[Recorded data]
━━━━━━━━━━
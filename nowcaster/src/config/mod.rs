//! Configuration loading for Nowcaster.
//!
//! The configuration lives in an INI file (default `~/.nowcaster/config.ini`)
//! and is read once at startup. The radar part is then frozen into an
//! `Arc<RadarConfig>` and shared read-only by all requests.
//!
//! # Example
//!
//! ```
//! use nowcaster::config::ConfigFile;
//!
//! let config = ConfigFile::load_from_str(r#"
//! [source.radar]
//! zoom = 7
//!
//! [source.radar.legend]
//! rain = #0000FF
//!
//! [source.radar.layer.now]
//! url = https://tiles.example.com/{z}/{x}/{y}.png
//! "#).unwrap();
//!
//! let radar = config.radar.source("radar").unwrap();
//! assert_eq!(radar.qualified_name(&radar.layers[0]), "radar - now");
//! ```

mod file;
mod parser;
mod settings;

pub use file::{config_directory, config_file_path, ConfigFileError};
pub use settings::{
    qualified_name, BaseMapConfig, ConfigFile, HttpSettings, ImageryLayer, LoggingSettings,
    RadarConfig, RadarSource, DEFAULT_HTTP_TIMEOUT_SECS, DEFAULT_MARKER_RADIUS, DEFAULT_METHOD,
    DEFAULT_SEARCH_RADIUS,
};
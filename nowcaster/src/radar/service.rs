//! Radar service: per-request orchestration of projection, fetch,
//! classification and compositing.

use std::collections::BTreeMap;
use std::sync::Arc;
use std::time::Instant;

use rayon::prelude::*;
use tracing::{debug, info, warn};

use crate::composite::{boundary_for, crop_and_resize, draw_marker, overlay, MARKER_COLOR};
use crate::config::{BaseMapConfig, ImageryLayer, RadarConfig, RadarSource};
use crate::coord::{tile_footprint, to_tile_address, GeoPoint, TileAddress};
use crate::legend::{classify_area, classify_point, AreaMatch, PointMatch};
use crate::provider::{RasterFetcher, BASE_MAP_LAYER};
use crate::raster::RasterImage;

use super::error::RadarError;
use super::types::{Nowcast, NowcastSource, RawNowcast, WeatherMatchedNowcast};

/// A configured layer selected for a request.
struct LayerRef<'a> {
    source: &'a RadarSource,
    layer: &'a ImageryLayer,
    id: String,
}

impl<'a> LayerRef<'a> {
    fn new(source: &'a RadarSource, layer: &'a ImageryLayer) -> Self {
        Self {
            id: source.qualified_name(layer),
            source,
            layer,
        }
    }
}

/// A fetched tile together with the address it was fetched for.
struct FetchedTile {
    address: TileAddress,
    image: RasterImage,
}

/// Answers weather questions for geographic points from radar tiles.
///
/// Holds the immutable configuration and the fetch capability; every call
/// works on its own freshly fetched rasters, so one service can serve
/// concurrent requests. Layers are identified by their qualified name,
/// `"<source> - <layer>"`.
///
/// # Example
///
/// ```ignore
/// use std::sync::Arc;
/// use nowcaster::config::ConfigFile;
/// use nowcaster::coord::GeoPoint;
/// use nowcaster::provider::{ReqwestClient, TileServerFetcher};
/// use nowcaster::radar::RadarService;
///
/// let config = ConfigFile::load()?;
/// let client = ReqwestClient::with_timeout(config.http.timeout)?;
/// let fetcher = TileServerFetcher::from_config(client, &config.radar);
/// let service = RadarService::new(Arc::new(config.radar), fetcher);
///
/// let point = GeoPoint::new(45.0, 7.0)?;
/// let areas = service.sample_area(point, &[], 5)?;
/// ```
pub struct RadarService<F: RasterFetcher> {
    config: Arc<RadarConfig>,
    fetcher: F,
}

impl<F: RasterFetcher> RadarService<F> {
    /// Creates a service over `config`, fetching rasters with `fetcher`.
    pub fn new(config: Arc<RadarConfig>, fetcher: F) -> Self {
        Self { config, fetcher }
    }

    /// The engine configuration.
    pub fn config(&self) -> &RadarConfig {
        &self.config
    }

    /// Qualified names of all enabled layers, in configuration order.
    pub fn layer_names(&self) -> Vec<String> {
        self.config
            .enabled_layers()
            .map(|(source, layer)| source.qualified_name(layer))
            .collect()
    }

    /// Resolves a requested layer name to its qualified name.
    ///
    /// An exact qualified name wins. Otherwise the first enabled layer, in
    /// configuration order, whose name is contained in `requested` is used.
    pub fn resolve_layer(&self, requested: &str) -> Result<String, RadarError> {
        self.find_layer(requested).map(|l| l.id)
    }

    /// Counts legend colors around `point` in each selected layer.
    ///
    /// An empty `layers` slice selects every enabled layer. The window is
    /// `2 * search_radius` pixels wide, centred on the point's pixel.
    pub fn sample_area(
        &self,
        point: GeoPoint,
        layers: &[String],
        search_radius: u32,
    ) -> Result<BTreeMap<String, AreaMatch>, RadarError> {
        let selected = self.select_layers(layers)?;
        info!(
            latitude = point.latitude,
            longitude = point.longitude,
            layers = selected.len(),
            search_radius,
            "Sampling area"
        );

        selected
            .par_iter()
            .map(|layer| {
                let tile = self.fetch_layer(layer, point)?;
                let area = self.classify_area(layer, &tile, search_radius)?;
                Ok((layer.id.clone(), area))
            })
            .collect()
    }

    /// Classifies the exact pixel under `point` in each selected layer.
    ///
    /// An empty `layers` slice selects every enabled layer whose source
    /// supports point sampling. Explicitly requesting a layer without point
    /// support is an error.
    pub fn sample_point(
        &self,
        point: GeoPoint,
        layers: &[String],
    ) -> Result<BTreeMap<String, PointMatch>, RadarError> {
        let selected: Vec<LayerRef<'_>> = if layers.is_empty() {
            self.enabled_layers()
                .filter(|l| l.source.point_sampling)
                .collect()
        } else {
            let selected = self.select_layers(layers)?;
            if let Some(unsupported) = selected.iter().find(|l| !l.source.point_sampling) {
                warn!(layer = %unsupported.id, "Point sampling requested on unsupported layer");
                return Err(RadarError::PointSamplingUnsupported(unsupported.id.clone()));
            }
            selected
        };
        info!(
            latitude = point.latitude,
            longitude = point.longitude,
            layers = selected.len(),
            "Sampling point"
        );

        selected
            .par_iter()
            .map(|layer| {
                let tile = self.fetch_layer(layer, point)?;
                let label = self.classify_point(layer, &tile)?;
                Ok((layer.id.clone(), label))
            })
            .collect()
    }

    /// Point and area conditions of every enabled layer, grouped by source.
    ///
    /// Each layer is fetched once; the point condition is only computed for
    /// sources with point sampling.
    pub fn nowcast(&self, point: GeoPoint, search_radius: u32) -> Result<RawNowcast, RadarError> {
        let selected: Vec<LayerRef<'_>> = self.enabled_layers().collect();
        info!(
            latitude = point.latitude,
            longitude = point.longitude,
            layers = selected.len(),
            search_radius,
            "Computing nowcast"
        );

        let nowcasts: Vec<(&str, Nowcast)> = selected
            .par_iter()
            .map(|layer| {
                let tile = self.fetch_layer(layer, point)?;
                let area = self.classify_area(layer, &tile, search_radius)?;
                let label = if layer.source.point_sampling {
                    Some(self.classify_point(layer, &tile)?)
                } else {
                    None
                };
                let nowcast = Nowcast {
                    imagery_name: layer.layer.name.clone(),
                    point: label,
                    area,
                };
                Ok((layer.source.name.as_str(), nowcast))
            })
            .collect::<Result<_, RadarError>>()?;

        // Layers arrive in configuration order, so sources are contiguous
        let mut sources: Vec<NowcastSource> = Vec::new();
        for (source_name, nowcast) in nowcasts {
            match sources.last_mut() {
                Some(last) if last.source_name == source_name => last.nowcasts.push(nowcast),
                _ => sources.push(NowcastSource {
                    source_name: source_name.to_string(),
                    nowcasts: vec![nowcast],
                }),
            }
        }

        Ok(RawNowcast { sources })
    }

    /// Checks which of `weather_types` occur at or around `point`.
    ///
    /// A type matches a layer when it is a substring of the layer's point
    /// label or of a legend label with a non-zero area count.
    pub fn match_weather<S: AsRef<str>>(
        &self,
        point: GeoPoint,
        weather_types: &[S],
        search_radius: u32,
    ) -> Result<WeatherMatchedNowcast, RadarError> {
        let nowcast = self.nowcast(point, search_radius)?;
        let matched = WeatherMatchedNowcast::from_nowcast(&nowcast, weather_types);

        debug!(
            requested = weather_types.len(),
            matched = matched.matches.values().filter(|m| m.matched()).count(),
            "Weather match complete"
        );
        Ok(matched)
    }

    /// Renders the radar layer over the base map around `point`.
    ///
    /// The result is one base-map tile with the radar overlaid at the
    /// source's opacity and a locator marker on the point. The radar tile
    /// is cropped to the base tile's footprint (at least one radar pixel)
    /// and resampled to the base tile's dimensions, so differing zoom
    /// levels and tile sizes both line up. The marker radius grows by
    /// `2^(base_zoom - radar_zoom)`.
    ///
    /// A radar zoom finer than the base map zoom is rejected before any
    /// tile is fetched.
    pub fn render_preview(&self, point: GeoPoint, layer: &str) -> Result<RasterImage, RadarError> {
        let started = Instant::now();
        let layer = self.find_layer(layer)?;
        let base_map = self.config.base_map.as_ref().ok_or(RadarError::NoBaseMap)?;

        let radar_zoom = layer.source.zoom;
        let base_zoom = base_map.zoom;
        if radar_zoom > base_zoom {
            warn!(
                layer = %layer.id,
                radar_zoom,
                base_zoom,
                "Radar layer is finer than the base map, refusing preview"
            );
            return Err(RadarError::ZoomMismatch {
                layer: layer.id.clone(),
                radar_zoom,
                base_zoom,
            });
        }

        let (radar, base) = rayon::join(
            || self.fetch_layer(&layer, point),
            || self.fetch_base_map(base_map, point),
        );
        let (radar, base) = (radar?, base?);

        let zoom_difference = base_zoom - radar_zoom;
        let factor = 1u32 << zoom_difference;

        let (crop_top_left, crop_bottom_right) = tile_footprint(
            base.address.x,
            base.address.y,
            base_zoom,
            radar_zoom,
            layer.source.tile_size,
        );
        let boundary = boundary_for(
            radar.image.width(),
            radar.image.height(),
            &radar.address,
            &crop_top_left,
            &crop_bottom_right,
        );
        debug!(
            layer = %layer.id,
            boundary = %boundary,
            width = base.image.width(),
            height = base.image.height(),
            "Cropping radar tile to base map footprint"
        );

        let radar_image = crop_and_resize(
            &radar.image,
            &boundary,
            base.image.width(),
            base.image.height(),
        )
        .map_err(|source| RadarError::Composite {
            layer: layer.id.clone(),
            source,
        })?;

        let composite = overlay(&base.image, &radar_image, layer.source.opacity);
        let marker_radius = self.config.marker_radius.saturating_mul(factor);
        let preview = draw_marker(
            composite,
            i64::from(base.address.pixel_x),
            i64::from(base.address.pixel_y),
            marker_radius,
            MARKER_COLOR,
        );

        info!(
            layer = %layer.id,
            latitude = point.latitude,
            longitude = point.longitude,
            radar_zoom,
            base_zoom,
            elapsed_ms = started.elapsed().as_millis() as u64,
            "Rendered preview"
        );
        Ok(preview)
    }

    fn enabled_layers(&self) -> impl Iterator<Item = LayerRef<'_>> {
        self.config
            .enabled_layers()
            .map(|(source, layer)| LayerRef::new(source, layer))
    }

    fn find_layer(&self, requested: &str) -> Result<LayerRef<'_>, RadarError> {
        let exact = self.config.sources.iter().find_map(|source| {
            source
                .layers
                .iter()
                .find(|layer| source.qualified_name(layer) == requested)
                .map(|layer| LayerRef::new(source, layer))
        });
        if let Some(layer) = exact {
            if !layer.source.enabled {
                return Err(RadarError::LayerDisabled(layer.id));
            }
            return Ok(layer);
        }

        self.enabled_layers()
            .find(|l| requested.contains(l.layer.name.as_str()))
            .ok_or_else(|| RadarError::UnknownLayer(requested.to_string()))
    }

    fn select_layers(&self, requested: &[String]) -> Result<Vec<LayerRef<'_>>, RadarError> {
        if requested.is_empty() {
            return Ok(self.enabled_layers().collect());
        }

        let mut selected: Vec<LayerRef<'_>> = Vec::with_capacity(requested.len());
        for name in requested {
            let layer = self.find_layer(name)?;
            if !selected.iter().any(|l| l.id == layer.id) {
                selected.push(layer);
            }
        }
        Ok(selected)
    }

    fn fetch_layer(
        &self,
        layer: &LayerRef<'_>,
        point: GeoPoint,
    ) -> Result<FetchedTile, RadarError> {
        self.fetch_tile(&layer.id, point, layer.source.zoom, layer.source.tile_size)
    }

    fn fetch_base_map(
        &self,
        base_map: &BaseMapConfig,
        point: GeoPoint,
    ) -> Result<FetchedTile, RadarError> {
        self.fetch_tile(BASE_MAP_LAYER, point, base_map.zoom, base_map.tile_size)
    }

    fn fetch_tile(
        &self,
        layer: &str,
        point: GeoPoint,
        zoom: u8,
        tile_size: u32,
    ) -> Result<FetchedTile, RadarError> {
        let address =
            to_tile_address(point, zoom, tile_size).map_err(|source| RadarError::Projection {
                layer: layer.to_string(),
                latitude: point.latitude,
                longitude: point.longitude,
                zoom,
                source,
            })?;

        let image = self
            .fetcher
            .fetch(layer, &address)
            .map_err(|source| RadarError::Fetch {
                layer: layer.to_string(),
                x: address.x,
                y: address.y,
                z: address.z,
                source,
            })?;

        debug!(
            layer,
            x = address.x,
            y = address.y,
            z = address.z,
            pixel_x = address.pixel_x,
            pixel_y = address.pixel_y,
            "Fetched tile"
        );
        Ok(FetchedTile { address, image })
    }

    fn classify_area(
        &self,
        layer: &LayerRef<'_>,
        tile: &FetchedTile,
        search_radius: u32,
    ) -> Result<AreaMatch, RadarError> {
        let address = &tile.address;
        let area = classify_area(
            &tile.image,
            &layer.source.legend,
            address.pixel_x,
            address.pixel_y,
            search_radius,
        )
        .map_err(|source| RadarError::Classify {
            layer: layer.id.clone(),
            x: address.x,
            y: address.y,
            z: address.z,
            source,
        })?;

        debug!(layer = %layer.id, matched_pixels = area.total(), "Classified area");
        Ok(area)
    }

    fn classify_point(
        &self,
        layer: &LayerRef<'_>,
        tile: &FetchedTile,
    ) -> Result<PointMatch, RadarError> {
        let address = &tile.address;
        let label = classify_point(
            &tile.image,
            &layer.source.legend,
            address.pixel_x,
            address.pixel_y,
        )
        .map_err(|source| RadarError::Classify {
            layer: layer.id.clone(),
            x: address.x,
            y: address.y,
            z: address.z,
            source,
        })?;

        debug!(layer = %layer.id, label = %label, "Classified point");
        Ok(label)
    }
}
━━━━━━━━━━
In the records above, find the line with "use crate::raster::RasterImage;"; write out exactly that line and each one after it, stopping after the line with "capability; every call".

## RESPONSE TO THIS TASK
use crate::raster::RasterImage;

use super::error::RadarError;
use super::types::{Nowcast, NowcastSource, RawNowcast, WeatherMatchedNowcast};

/// A configured layer selected for a request.
struct LayerRef<'a> {
    source: &'a RadarSource,
    layer: &'a ImageryLayer,
    id: String,
}

impl<'a> LayerRef<'a> {
    fn new(source: &'a RadarSource, layer: &'a ImageryLayer) -> Self {
        Self {
            id: source.qualified_name(layer),
            source,
            layer,
        }
    }
}

/// A fetched tile together with the address it was fetched for.
struct FetchedTile {
    address: TileAddress,
    image: RasterImage,
}

/// Answers weather questions for geographic points from radar tiles.
///
/// Holds the immutable configuration and the fetch capability; every call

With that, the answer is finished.